“Ella! Aufstehen, du Langschläferin. Es gibt Essen!” Ella schreckte hoch. Sie war schweißgebadet und fand die Orientierung erst nach einigen schweren Atemzügen wieder. Sie lag in ihrem weichen Bett und die Schritte im Gang wurden immer lauter. Dann klopfte es an ihrer Zimmertüre. “Ella, es gibt dein Lieblingsessen.

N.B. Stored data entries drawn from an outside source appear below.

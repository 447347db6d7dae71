//! Label document builders, one pipeline per label family.
//!
//! Each family has a `compose_*` function that draws onto any [`PageSurface`] with any
//! [`FontCatalog`], and a `build_*` function that runs it against a [`PdfSurface`] with the
//! shared [`Resources`] and returns serialized bytes.  Builds read nothing but the record and the
//! resources, so they may run concurrently.

mod geometry;
mod products;
mod tea;
mod tips;

pub use geometry::{
    BrandMark, CenteredSlot, LabelGeometry, ProductsGeometry, QrBox, RuleSpan, TeaBankGeometry,
    TeaBoxGeometry, TextSlot, TipsGeometry,
};
pub use products::compose_product;
pub use tea::{compose_tea_bank, compose_tea_box};
pub use tips::compose_tips;

use log::debug;

use crate::assets::{Resources, TemplateKind};
use crate::canvas::{
    draw_lines, draw_segments, Color, PageSurface, PdfSurface, Placement, RenderError, TextStyle,
};
use crate::fonts::{FontCatalog, FontWeight};
use crate::layout::fit_text;
use crate::records::{DomainRecord, ProductRecord, TeaRecord, TipsRecord};

/// Accent color: prices, tea types, the brand's initials.
pub const ORANGE: Color = Color::from_hex(0xF6763C);

/// Main text color.
pub const CREAM: Color = Color::from_hex(0xF4EFE8);

/// Stroke color of printed rules.
pub const RULE: Color = Color::from_hex(0xC1BAB1);

/// The brand line, as `(text, color)` segments drawn edge to edge.
pub const BRAND_SEGMENTS: [(&str, Color); 5] = [
    ("Ч", ORANGE),
    ("АЙНАЯ", CREAM),
    (" ", CREAM),
    ("И", ORANGE),
    ("СТОРИЯ", CREAM),
];

fn draw_brand<S, C>(surface: &mut S, fonts: &C, brand: BrandMark, page_width: f64) -> Result<(), RenderError>
where
    S: PageSurface + ?Sized,
    C: FontCatalog + ?Sized,
{
    draw_segments(
        surface,
        fonts,
        &BRAND_SEGMENTS,
        FontWeight::Medium,
        brand.size,
        page_width / 2.0,
        brand.baseline,
    )
}

#[allow(clippy::too_many_arguments)]
fn draw_centered<S, C>(
    surface: &mut S,
    fonts: &C,
    slot: &CenteredSlot,
    text: &str,
    weight: FontWeight,
    color: Color,
    page_width: f64,
    max_height: Option<f64>,
) -> Result<(), RenderError>
where
    S: PageSurface + ?Sized,
    C: FontCatalog + ?Sized,
{
    let block = slot
        .text
        .block(text, weight, page_width - slot.inset)
        .with_max_height(max_height);
    let layout = fit_text(fonts, &block);
    draw_lines(
        surface,
        fonts,
        &layout,
        &TextStyle::new(weight, color, block.line_height),
        Placement::centered(page_width / 2.0, slot.center_y),
    )
}

/// The two independent documents printed for one tea item.
#[derive(Clone, Debug, PartialEq, Eq)]
pub struct TeaDocuments {
    /// Single-page bank label.
    pub bank: Vec<u8>,
    /// Single-page box label.
    pub box_label: Vec<u8>,
}

/// Builds the bank and box labels for `record`.
pub fn build_tea(record: &TeaRecord, resources: &Resources) -> Result<TeaDocuments, RenderError> {
    let fonts = resources.fonts();
    let templates = resources.templates();
    let geometry = resources.geometry();

    let mut bank = PdfSurface::new(format!("{} (bank)", record.name), fonts);
    compose_tea_bank(
        &mut bank,
        fonts,
        templates.get(TemplateKind::TeaBank),
        &geometry.tea_bank,
        record,
    )?;

    let mut box_label = PdfSurface::new(format!("{} (box)", record.name), fonts);
    compose_tea_box(
        &mut box_label,
        fonts,
        templates.get(TemplateKind::TeaBox),
        &geometry.tea_box,
        record,
    )?;

    debug!("Built tea labels for {:?}", record.name);
    Ok(TeaDocuments {
        bank: bank.finish()?,
        box_label: box_label.finish()?,
    })
}

/// Builds the two-page product label for `record`.
pub fn build_product(record: &ProductRecord, resources: &Resources) -> Result<Vec<u8>, RenderError> {
    let fonts = resources.fonts();
    let mut surface = PdfSurface::new(record.name.clone(), fonts);
    compose_product(
        &mut surface,
        fonts,
        resources.templates().get(TemplateKind::Products),
        &resources.geometry().products,
        record,
    )?;
    debug!("Built product label for {:?}", record.name);
    surface.finish()
}

/// Builds the two-page tips card for `record`.
pub fn build_tips(record: &TipsRecord, resources: &Resources) -> Result<Vec<u8>, RenderError> {
    let fonts = resources.fonts();
    let templates = resources.templates();
    let mut surface = PdfSurface::new(format!("Tips: {}", record.name), fonts);
    compose_tips(
        &mut surface,
        fonts,
        templates.get(TemplateKind::TipsFront),
        templates.get(TemplateKind::TipsBack),
        &resources.geometry().tips,
        record,
    )?;
    debug!("Built tips card for {:?}", record.name);
    surface.finish()
}

/// Builds every document for `record`: bank then box for tea, one document otherwise.
pub fn build(record: &DomainRecord, resources: &Resources) -> Result<Vec<Vec<u8>>, RenderError> {
    match record {
        DomainRecord::Tea(tea) => {
            let TeaDocuments { bank, box_label } = build_tea(tea, resources)?;
            Ok(vec![bank, box_label])
        }
        DomainRecord::Product(product) => Ok(vec![build_product(product, resources)?]),
        DomainRecord::Tips(tips) => Ok(vec![build_tips(tips, resources)?]),
    }
}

Kommst du runter?”, hörte sie ihre Mutter fragen. Ella wusste ganz genau, was ihre Mutter mit ihrem Lieblingsessen meinte. Schnitzel.
“Ich ich ich bin …”
“Weiß, als hättest du einen Geist gesehen? Ja, da muss ihr dir recht geben Ella. Hast du schlecht geträumt?” Ella brach in Tränen aus. Langsam kamen alle Erinnerungen an ihren Traum wieder hoch und sie begriff, wessen Leben sie in ihrem Traum gelebt hatte. Ihre Mutter setzte sich zu ihr ans Bett. “Schätzchen, was ist denn los? Dir passiert nichts, ich bin ja hier bei dir”, wurde Ella beruhigt. Ella weinte weiter und sie wusste, die Tränen die regelrecht aus ihren Augen schossen, gehörten jemand anderen. Sie gehörten Rosé. Einem mutigen, aufrichtigen, liebenden und leidenden Mädchen. Einem unschuldigen Mädchen. Diese Tränen gehörten der Erkenntnis, dass Menschen, wie auch sie selbst, jeden Tag von Gleichberechtigung reden, Gleichberechtigung aber keinen einzigen Tag leben. Rosé und ihre Familie wurden anders behandelt, gequält, missbraucht und anschließend eiskalt getötet. Und warum das alles? Weil über Gleichberechtigung nur gesprochen wurde. Rosé war sich sicher gewesen ein Mensch zu sein, denn immerhin hatte sie Gefühle. Sie spürte die Liebe ihrer Mutter und den Schmerz, als man sie ihr wegnahm. Rosé hatte Angst, als sie auf sich alleine gestellt war und stolz, als sie endlich einmal jemand ernst nahm, ihr in die Augen blickte und sagte, ich höre dir zu. Ella war durchaus bewusst, sie musste das alles nur geträumt haben. Ihr Herz aber sagte ihr, dass sie diesen Traum nie wieder vergessen sollte. Also begann Ella zu erzählen. Sie erzählte den Traum ihrer Mutter am Bett, ihrem Vater in der Küche und auch ihren kleinen Brüdern im Garten. Alle lauschten gespannt ihrer Geschichte und so verbreitete sie sich fort.
…
Und heute?
Heute erzählt Ella ihren Traum noch immer weiter, denn auch wenn es nur ein Traum gewesen war … in jedem Traum steckt bekanntlich auch ein Funken Wahrheit. Und manche Träum entsprechen der Wahrheit so sehr, dass es ganz schön schwierig sein kann, sie jemals wieder zu vergessen. Das kleine Schweinchen Rosé wird Ella jedenfalls ihr ganzes Leben lang in ihrem Herzen tragen und ihre Geschichte wird sie jedem erzählen, der ihr die Zeit schenkt, ihr auch wirklich zuzuhören. Mit ganzem Herzen.